- **Required action**: Could you print all the entries exactly?

[Records for this exercise — start]

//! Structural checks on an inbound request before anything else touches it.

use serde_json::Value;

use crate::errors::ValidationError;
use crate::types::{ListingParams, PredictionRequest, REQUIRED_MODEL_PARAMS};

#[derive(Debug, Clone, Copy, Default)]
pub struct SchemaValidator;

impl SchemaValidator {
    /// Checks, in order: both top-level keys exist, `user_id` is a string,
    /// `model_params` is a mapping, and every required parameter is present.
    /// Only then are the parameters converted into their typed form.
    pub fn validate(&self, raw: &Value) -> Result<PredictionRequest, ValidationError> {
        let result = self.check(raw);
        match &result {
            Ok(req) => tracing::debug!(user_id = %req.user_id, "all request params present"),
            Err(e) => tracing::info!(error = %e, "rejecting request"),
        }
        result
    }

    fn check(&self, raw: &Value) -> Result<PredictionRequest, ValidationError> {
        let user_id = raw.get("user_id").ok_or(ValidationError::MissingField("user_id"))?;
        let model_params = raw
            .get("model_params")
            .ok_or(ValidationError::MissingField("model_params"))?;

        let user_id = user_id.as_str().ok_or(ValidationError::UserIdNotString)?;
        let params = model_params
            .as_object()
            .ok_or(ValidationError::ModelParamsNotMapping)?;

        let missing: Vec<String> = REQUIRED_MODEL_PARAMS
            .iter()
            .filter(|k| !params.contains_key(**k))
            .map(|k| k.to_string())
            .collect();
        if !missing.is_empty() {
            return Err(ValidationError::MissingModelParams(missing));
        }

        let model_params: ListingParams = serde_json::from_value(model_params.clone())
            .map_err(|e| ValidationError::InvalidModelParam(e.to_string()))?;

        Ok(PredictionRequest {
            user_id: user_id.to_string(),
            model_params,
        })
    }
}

[Records for this exercise — finish]

- **Answer section**:
//! Structural checks on an inbound request before anything else touches it.

use serde_json::Value;

use crate::errors::ValidationError;
use crate::types::{ListingParams, PredictionRequest, REQUIRED_MODEL_PARAMS};

#[derive(Debug, Clone, Copy, Default)]
pub struct SchemaValidator;

impl SchemaValidator {
    /// Checks, in order: both top-level keys exist, `user_id` is a string,
    /// `model_params` is a mapping, and every required parameter is present.
    /// Only then are the parameters converted into their typed form.
    pub fn validate(&self, raw: &Value) -> Result<PredictionRequest, ValidationError> {
        let result = self.check(raw);
        match &result {
            Ok(req) => tracing::debug!(user_id = %req.user_id, "all request params present"),
            Err(e) => tracing::info!(error = %e, "rejecting request"),
        }
        result
    }

    fn check(&self, raw: &Value) -> Result<PredictionRequest, ValidationError> {
        let user_id = raw.get("user_id").ok_or(ValidationError::MissingField("user_id"))?;
        let model_params = raw
            .get("model_params")
            .ok_or(ValidationError::MissingField("model_params"))?;

        let user_id = user_id.as_str().ok_or(ValidationError::UserIdNotString)?;
        let params = model_params
            .as_object()
            .ok_or(ValidationError::ModelParamsNotMapping)?;

        let missing: Vec<String> = REQUIRED_MODEL_PARAMS
            .iter()
            .filter(|k| !params.contains_key(**k))
            .map(|k| k.to_string())
            .collect();
        if !missing.is_empty() {
            return Err(ValidationError::MissingModelParams(missing));
        }

        let model_params: ListingParams = serde_json::from_value(model_params.clone())
            .map_err(|e| ValidationError::InvalidModelParam(e.to_string()))?;

        Ok(PredictionRequest {
            user_id: user_id.to_string(),
            model_params,
        })
    }
}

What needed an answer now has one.